======== Provided material ========

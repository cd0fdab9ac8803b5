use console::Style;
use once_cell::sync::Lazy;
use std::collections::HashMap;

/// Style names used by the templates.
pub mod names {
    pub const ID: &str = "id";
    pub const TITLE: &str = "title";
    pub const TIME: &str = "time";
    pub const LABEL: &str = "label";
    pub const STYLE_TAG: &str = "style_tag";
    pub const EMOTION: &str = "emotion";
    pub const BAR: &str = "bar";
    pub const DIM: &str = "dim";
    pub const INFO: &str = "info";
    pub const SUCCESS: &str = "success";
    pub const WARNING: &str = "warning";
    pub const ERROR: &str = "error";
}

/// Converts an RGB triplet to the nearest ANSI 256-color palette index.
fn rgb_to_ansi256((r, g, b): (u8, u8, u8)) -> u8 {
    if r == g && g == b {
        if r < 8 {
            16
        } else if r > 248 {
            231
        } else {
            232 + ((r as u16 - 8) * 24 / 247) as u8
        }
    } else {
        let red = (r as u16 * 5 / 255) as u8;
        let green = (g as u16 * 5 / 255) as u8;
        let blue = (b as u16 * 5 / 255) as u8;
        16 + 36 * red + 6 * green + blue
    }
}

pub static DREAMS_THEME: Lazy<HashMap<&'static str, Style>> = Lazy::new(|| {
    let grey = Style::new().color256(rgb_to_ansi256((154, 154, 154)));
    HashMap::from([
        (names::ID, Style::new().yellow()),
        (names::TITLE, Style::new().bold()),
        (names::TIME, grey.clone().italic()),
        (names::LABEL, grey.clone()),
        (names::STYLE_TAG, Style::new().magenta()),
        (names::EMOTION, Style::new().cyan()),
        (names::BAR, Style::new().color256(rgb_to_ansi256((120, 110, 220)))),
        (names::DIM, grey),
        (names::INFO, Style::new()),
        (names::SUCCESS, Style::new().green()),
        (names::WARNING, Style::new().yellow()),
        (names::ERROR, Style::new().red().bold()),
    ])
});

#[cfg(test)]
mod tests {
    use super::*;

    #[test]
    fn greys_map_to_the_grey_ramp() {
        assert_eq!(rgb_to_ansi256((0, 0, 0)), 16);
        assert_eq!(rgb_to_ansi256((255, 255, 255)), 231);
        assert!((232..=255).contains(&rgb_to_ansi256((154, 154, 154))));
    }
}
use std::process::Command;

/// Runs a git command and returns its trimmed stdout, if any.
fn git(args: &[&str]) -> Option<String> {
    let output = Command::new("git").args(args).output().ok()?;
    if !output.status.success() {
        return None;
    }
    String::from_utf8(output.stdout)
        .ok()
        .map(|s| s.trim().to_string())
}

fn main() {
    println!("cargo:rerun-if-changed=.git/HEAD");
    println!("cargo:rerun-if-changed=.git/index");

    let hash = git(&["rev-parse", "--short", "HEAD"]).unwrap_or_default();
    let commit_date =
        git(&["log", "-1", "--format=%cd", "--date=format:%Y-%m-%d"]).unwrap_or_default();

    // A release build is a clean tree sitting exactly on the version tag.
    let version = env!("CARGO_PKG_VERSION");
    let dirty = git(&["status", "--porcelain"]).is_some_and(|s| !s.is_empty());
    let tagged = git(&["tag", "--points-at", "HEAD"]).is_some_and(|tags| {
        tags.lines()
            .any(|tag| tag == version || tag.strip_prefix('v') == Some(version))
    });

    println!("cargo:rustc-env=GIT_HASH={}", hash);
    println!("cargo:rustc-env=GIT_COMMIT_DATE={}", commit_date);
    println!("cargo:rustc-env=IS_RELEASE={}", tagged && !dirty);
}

========
======== Provided material ========

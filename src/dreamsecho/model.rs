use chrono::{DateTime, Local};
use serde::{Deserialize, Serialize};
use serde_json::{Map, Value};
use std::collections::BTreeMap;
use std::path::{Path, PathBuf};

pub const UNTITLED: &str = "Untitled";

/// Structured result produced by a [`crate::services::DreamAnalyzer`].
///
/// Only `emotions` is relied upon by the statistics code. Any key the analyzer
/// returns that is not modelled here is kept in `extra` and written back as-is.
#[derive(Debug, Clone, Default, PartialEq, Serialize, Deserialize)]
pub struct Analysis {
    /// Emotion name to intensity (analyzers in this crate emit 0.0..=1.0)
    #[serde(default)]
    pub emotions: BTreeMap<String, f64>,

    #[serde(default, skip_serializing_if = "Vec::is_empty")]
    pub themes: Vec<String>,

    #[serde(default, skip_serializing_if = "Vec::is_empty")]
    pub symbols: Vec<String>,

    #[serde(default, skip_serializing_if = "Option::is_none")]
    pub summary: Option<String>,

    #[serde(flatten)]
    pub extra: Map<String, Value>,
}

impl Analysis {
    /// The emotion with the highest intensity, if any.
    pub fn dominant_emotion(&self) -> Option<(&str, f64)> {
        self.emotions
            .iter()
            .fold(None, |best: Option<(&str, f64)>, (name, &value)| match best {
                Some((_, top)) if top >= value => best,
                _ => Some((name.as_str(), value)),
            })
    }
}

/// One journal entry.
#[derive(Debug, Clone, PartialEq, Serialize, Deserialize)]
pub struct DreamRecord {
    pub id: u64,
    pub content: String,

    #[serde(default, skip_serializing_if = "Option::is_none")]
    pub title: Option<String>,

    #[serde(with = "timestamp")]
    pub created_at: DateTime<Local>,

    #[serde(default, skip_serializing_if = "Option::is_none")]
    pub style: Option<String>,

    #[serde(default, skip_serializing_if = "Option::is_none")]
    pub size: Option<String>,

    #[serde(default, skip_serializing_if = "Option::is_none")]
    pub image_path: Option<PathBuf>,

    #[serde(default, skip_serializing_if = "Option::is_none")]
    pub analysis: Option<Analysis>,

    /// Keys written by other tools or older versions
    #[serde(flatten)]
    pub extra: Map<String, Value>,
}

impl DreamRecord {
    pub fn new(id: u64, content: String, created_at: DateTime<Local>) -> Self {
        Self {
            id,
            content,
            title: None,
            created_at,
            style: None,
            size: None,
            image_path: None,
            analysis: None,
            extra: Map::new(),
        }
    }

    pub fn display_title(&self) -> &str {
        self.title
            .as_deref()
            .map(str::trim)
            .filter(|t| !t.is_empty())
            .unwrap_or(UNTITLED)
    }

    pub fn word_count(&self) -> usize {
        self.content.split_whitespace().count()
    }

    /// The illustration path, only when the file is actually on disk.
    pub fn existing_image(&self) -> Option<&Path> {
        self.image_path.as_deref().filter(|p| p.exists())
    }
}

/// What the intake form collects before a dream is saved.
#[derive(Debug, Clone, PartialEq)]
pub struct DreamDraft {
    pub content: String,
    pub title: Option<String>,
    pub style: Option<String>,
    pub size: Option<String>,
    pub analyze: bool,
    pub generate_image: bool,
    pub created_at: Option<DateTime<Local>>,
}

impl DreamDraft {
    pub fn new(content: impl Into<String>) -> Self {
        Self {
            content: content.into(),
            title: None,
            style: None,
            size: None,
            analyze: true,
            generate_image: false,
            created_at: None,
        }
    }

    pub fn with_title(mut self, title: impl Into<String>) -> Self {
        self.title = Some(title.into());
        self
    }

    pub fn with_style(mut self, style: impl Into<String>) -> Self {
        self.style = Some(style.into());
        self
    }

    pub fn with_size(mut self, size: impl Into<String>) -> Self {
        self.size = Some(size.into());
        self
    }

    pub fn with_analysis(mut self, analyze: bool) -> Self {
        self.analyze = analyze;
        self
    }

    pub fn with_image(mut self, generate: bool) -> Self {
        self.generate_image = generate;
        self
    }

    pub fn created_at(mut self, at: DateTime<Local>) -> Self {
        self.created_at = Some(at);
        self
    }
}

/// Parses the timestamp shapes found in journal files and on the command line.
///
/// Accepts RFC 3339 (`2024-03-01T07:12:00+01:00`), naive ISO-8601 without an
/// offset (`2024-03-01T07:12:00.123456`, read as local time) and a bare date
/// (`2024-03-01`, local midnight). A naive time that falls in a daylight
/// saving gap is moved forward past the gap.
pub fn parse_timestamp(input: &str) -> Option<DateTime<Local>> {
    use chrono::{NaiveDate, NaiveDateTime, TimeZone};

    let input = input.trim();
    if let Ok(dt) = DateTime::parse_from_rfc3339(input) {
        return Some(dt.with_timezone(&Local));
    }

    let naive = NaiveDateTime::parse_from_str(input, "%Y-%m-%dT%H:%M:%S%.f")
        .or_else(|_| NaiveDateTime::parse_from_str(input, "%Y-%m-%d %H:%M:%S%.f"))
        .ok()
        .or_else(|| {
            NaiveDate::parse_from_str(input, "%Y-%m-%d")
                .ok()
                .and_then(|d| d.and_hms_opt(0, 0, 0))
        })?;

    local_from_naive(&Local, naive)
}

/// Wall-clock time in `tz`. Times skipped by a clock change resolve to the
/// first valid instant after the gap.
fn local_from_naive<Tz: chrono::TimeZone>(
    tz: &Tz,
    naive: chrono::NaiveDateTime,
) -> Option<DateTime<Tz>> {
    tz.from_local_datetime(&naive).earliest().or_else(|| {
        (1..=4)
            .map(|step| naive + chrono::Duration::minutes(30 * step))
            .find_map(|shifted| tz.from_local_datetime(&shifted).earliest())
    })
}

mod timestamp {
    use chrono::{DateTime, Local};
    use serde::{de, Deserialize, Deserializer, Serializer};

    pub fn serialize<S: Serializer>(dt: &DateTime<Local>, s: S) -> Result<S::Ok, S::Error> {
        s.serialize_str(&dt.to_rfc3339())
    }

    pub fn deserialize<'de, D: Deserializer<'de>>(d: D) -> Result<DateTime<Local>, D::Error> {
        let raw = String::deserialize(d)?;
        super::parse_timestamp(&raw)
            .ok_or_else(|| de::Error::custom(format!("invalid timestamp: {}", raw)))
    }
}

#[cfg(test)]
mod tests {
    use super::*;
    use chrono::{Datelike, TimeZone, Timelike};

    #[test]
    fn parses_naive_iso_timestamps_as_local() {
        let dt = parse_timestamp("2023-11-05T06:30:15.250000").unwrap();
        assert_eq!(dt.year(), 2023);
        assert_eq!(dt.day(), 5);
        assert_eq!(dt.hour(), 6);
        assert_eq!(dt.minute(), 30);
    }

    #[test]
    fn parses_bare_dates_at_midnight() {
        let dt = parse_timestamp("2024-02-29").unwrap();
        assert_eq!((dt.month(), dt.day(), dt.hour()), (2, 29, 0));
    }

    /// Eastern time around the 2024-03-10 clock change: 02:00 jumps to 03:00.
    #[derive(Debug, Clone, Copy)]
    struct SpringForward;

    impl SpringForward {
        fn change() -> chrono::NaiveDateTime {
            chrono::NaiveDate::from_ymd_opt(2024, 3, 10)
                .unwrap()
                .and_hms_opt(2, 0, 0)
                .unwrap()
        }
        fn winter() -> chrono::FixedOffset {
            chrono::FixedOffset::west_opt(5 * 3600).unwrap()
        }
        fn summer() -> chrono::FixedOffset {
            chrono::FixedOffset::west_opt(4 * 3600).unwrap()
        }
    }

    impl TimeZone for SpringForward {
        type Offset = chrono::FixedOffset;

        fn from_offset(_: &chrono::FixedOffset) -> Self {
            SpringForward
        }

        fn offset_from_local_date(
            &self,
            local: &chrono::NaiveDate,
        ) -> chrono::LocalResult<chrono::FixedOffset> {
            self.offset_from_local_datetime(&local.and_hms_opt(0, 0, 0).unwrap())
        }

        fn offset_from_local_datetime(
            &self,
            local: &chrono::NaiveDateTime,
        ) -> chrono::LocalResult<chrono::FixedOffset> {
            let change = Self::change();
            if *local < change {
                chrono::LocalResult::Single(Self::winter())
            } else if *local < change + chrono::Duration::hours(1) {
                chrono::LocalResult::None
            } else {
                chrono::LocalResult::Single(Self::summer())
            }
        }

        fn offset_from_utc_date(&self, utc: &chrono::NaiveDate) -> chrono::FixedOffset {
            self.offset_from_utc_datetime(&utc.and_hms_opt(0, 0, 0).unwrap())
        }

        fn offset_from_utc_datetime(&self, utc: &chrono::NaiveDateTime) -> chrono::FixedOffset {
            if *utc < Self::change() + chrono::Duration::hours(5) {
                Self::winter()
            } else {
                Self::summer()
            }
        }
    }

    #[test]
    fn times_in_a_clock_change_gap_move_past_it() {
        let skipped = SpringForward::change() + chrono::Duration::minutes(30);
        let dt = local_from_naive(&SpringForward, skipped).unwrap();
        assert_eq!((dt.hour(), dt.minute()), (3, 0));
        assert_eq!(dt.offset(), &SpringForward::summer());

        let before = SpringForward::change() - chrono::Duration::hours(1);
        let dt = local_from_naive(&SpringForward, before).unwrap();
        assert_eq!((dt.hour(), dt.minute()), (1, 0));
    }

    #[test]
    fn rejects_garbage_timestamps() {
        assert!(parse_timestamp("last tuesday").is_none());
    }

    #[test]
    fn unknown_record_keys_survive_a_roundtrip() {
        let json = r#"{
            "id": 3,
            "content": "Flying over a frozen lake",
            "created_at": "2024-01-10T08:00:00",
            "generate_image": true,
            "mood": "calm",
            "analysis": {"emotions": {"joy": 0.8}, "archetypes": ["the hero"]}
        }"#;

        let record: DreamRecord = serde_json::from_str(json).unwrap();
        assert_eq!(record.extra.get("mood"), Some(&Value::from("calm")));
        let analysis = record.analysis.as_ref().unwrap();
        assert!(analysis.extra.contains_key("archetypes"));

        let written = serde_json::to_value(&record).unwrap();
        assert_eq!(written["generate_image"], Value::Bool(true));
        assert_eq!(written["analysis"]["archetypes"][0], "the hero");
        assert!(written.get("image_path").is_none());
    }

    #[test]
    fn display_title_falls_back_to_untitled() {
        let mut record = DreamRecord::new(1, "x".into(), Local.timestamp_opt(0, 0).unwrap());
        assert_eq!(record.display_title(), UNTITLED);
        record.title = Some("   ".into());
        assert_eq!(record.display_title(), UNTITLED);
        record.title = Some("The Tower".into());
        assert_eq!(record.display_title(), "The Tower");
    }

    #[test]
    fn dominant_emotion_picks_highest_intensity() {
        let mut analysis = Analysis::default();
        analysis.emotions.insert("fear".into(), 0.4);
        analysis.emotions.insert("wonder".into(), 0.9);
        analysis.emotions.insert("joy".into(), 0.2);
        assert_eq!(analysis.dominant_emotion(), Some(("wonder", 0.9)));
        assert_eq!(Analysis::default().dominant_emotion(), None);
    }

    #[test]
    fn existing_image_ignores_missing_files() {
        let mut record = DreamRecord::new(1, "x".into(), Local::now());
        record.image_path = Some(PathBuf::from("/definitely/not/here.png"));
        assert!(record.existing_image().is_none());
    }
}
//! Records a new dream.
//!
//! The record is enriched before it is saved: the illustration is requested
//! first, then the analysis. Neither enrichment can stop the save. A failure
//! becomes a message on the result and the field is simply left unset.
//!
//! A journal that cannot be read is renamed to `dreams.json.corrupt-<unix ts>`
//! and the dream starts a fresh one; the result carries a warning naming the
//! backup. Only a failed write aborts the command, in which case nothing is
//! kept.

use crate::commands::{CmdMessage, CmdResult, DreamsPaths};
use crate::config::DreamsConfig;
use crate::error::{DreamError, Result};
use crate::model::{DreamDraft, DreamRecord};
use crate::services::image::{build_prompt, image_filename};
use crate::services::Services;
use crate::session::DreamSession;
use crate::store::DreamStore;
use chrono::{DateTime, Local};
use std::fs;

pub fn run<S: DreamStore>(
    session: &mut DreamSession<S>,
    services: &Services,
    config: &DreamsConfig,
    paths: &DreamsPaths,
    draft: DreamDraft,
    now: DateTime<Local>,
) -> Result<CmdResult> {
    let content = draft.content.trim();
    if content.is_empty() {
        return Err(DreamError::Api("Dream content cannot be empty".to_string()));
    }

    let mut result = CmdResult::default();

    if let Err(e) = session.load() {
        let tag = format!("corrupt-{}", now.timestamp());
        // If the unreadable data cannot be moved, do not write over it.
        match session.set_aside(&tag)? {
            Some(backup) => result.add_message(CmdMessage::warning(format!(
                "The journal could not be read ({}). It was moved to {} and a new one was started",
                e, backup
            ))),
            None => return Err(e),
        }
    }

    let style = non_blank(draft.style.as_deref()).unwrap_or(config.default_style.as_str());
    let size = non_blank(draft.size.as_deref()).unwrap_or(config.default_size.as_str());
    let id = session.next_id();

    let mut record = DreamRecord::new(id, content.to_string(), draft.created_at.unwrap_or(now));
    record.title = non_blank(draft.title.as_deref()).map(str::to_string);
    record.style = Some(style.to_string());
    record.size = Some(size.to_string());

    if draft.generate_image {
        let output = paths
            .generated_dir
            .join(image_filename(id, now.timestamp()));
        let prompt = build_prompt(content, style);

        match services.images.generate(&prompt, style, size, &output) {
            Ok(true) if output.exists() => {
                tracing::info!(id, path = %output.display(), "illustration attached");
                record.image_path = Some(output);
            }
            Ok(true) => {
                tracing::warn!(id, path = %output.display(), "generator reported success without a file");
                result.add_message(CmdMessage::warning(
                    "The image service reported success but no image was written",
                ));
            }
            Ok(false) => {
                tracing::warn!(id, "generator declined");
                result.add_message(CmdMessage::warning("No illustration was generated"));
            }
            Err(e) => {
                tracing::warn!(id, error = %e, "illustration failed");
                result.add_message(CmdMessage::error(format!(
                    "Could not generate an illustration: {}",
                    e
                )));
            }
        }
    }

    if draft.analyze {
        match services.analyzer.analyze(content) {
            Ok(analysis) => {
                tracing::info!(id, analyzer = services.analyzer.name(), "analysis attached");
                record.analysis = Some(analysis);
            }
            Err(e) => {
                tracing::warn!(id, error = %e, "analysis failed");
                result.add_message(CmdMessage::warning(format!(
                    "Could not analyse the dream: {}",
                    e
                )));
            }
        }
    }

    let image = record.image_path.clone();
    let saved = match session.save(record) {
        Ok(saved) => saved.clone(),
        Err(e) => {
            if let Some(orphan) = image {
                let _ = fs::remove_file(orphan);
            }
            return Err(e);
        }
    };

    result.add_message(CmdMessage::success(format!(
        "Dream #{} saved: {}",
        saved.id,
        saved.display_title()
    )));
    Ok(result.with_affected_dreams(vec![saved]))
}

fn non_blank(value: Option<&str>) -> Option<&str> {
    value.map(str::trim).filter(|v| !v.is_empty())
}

========
======== Provided material ========

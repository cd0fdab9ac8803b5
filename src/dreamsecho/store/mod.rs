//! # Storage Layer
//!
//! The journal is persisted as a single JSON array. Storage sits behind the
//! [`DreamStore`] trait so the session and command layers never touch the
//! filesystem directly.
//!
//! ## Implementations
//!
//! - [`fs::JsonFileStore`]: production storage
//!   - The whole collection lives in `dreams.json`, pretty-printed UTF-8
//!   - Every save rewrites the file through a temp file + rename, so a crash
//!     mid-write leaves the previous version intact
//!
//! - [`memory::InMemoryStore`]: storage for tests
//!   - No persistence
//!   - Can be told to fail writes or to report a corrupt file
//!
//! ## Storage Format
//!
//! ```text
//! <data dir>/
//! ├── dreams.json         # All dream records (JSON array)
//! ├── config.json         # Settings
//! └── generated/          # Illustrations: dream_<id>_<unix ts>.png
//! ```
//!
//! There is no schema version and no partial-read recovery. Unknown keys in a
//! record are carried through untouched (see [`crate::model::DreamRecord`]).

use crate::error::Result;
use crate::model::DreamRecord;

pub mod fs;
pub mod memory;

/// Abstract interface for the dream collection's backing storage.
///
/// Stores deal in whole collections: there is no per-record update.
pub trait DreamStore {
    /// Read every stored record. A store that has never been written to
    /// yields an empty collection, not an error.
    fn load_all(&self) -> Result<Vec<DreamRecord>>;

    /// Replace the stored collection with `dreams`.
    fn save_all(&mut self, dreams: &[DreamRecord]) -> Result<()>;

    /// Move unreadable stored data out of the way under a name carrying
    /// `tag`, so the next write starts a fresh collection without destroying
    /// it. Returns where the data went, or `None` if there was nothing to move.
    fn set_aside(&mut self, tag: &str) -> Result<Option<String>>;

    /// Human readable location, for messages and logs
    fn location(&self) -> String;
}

========

**Task objective**
Only the lines above that hold "before" are wanted. Show every one of them.

**Result of the exercise**
/// What the intake form collects before a dream is saved.
        let before = SpringForward::change() - chrono::Duration::hours(1);
        let dt = local_from_naive(&SpringForward, before).unwrap();
//! The record is enriched before it is saved: the illustration is requested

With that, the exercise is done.